Chain-of-Thought When It Hurts: 3 Tasks Where Reasoning Backfires

#llm #ai #prompt #performance

Book: Prompt Engineering Pocket Guide: Techniques for Getting the Most from LLMs
Also by me: Thinking in Go (2-book series) — Complete Guide to Go Programming + Hexagonal Architecture in Go
My project: Hermes IDE | GitHub — an IDE for developers who ship with Claude Code and other AI coding tools
Me: xgabriel.com | GitHub

You add "think step by step" to every prompt now. It became muscle memory the year chain-of-thought turned up in every benchmark table. The model got better at math word problems, so you sprinkled the phrase on everything: the sentiment classifier, the JSON formatter, the yes/no gate in front of an API call.

Then you looked at the p99 latency and the bill. A binary classifier that should answer in 40 tokens is emitting 600 tokens of deliberation before it says "spam." On a million calls a day, you're paying for a model to talk itself into an answer it already knew on token one.

Chain-of-thought is not free, and it is not always an improvement. The 2022 Wei et al. paper that put CoT on the map was specific: the gains showed up on multi-step arithmetic, commonsense, and symbolic reasoning. Nobody promised it would help you sort emails into three buckets. A 2024 study, "To CoT or not to CoT?", looked across task types and found the lift concentrated on math and symbolic problems, with little to no benefit elsewhere. On some tasks, the extra reasoning made things worse.

Here are three task shapes where reasoning backfires, and what to do instead.

1. Simple classification: reasoning is a distraction

You have a classifier. Input is a support ticket, output is one of billing, bug, feature_request, other. The model already knows the answer the moment it reads the ticket. The label is a pattern match, not a derivation.

Force it to reason first and two things happen. Latency multiplies, because the model emits a paragraph before the label. And accuracy can drift, because a long reasoning trace gives the model room to argue itself out of the obvious call. It reads "I was charged twice," starts reasoning about whether a double charge is technically a bug in the billing system, and lands on bug instead of billing. The reasoning manufactured a doubt that wasn't there.
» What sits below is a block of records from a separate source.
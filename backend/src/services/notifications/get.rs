//! # Notification Lookup
//!
//! Backs `GET /api/notifications/{id}`, which the guardian-facing acknowledgment
//! page calls to show the notice behind an SMS link. No token is required: the
//! id in the link is the only credential.

use crate::db;
use crate::error::ApiError;
use crate::state::AppState;
use actix_web::{web, HttpResponse};

/// Handler for `GET /api/notifications/{id}`.
///
/// # Arguments
/// * `id` - Notification id taken from the acknowledgment link.
///
/// # Returns
/// - `200 OK` with the `Notification` as JSON.
/// - `404 Not Found` for an unknown id.
pub(crate) async fn process(
    id: web::Path<i64>,
    state: web::Data<AppState>,
) -> Result<HttpResponse, ApiError> {
    let conn = state.open_db()?;
    match db::find_notification(&conn, id.into_inner())? {
        Some(notification) => Ok(HttpResponse::Ok().json(notification)),
        None => Err(ApiError::NotFound("Notification not found".to_string())),
    }
}
pub mod auth;
pub mod notifications;
pub mod sms;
A direct-answer prompt is shorter and steadier:

Classify the ticket into exactly one label:
billing, bug, feature_request, other.

Reply with the label only. No explanation.

Ticket: {ticket_text}

Constrain the output and the model has nowhere to wander:

labels = {"billing", "bug", "feature_request", "other"}

def classify(client, ticket: str) -> str:
    resp = client.messages.create(
        model="claude-haiku-4-5",
        max_tokens=4,
        messages=[{
            "role": "user",
            "content": (
                "Classify into one label: billing, bug, "
                "feature_request, other. Label only.\n\n"
                f"Ticket: {ticket}"
            ),
        }],
    )
    out = resp.content[0].text.strip().lower()
    return out if out in labels else "other"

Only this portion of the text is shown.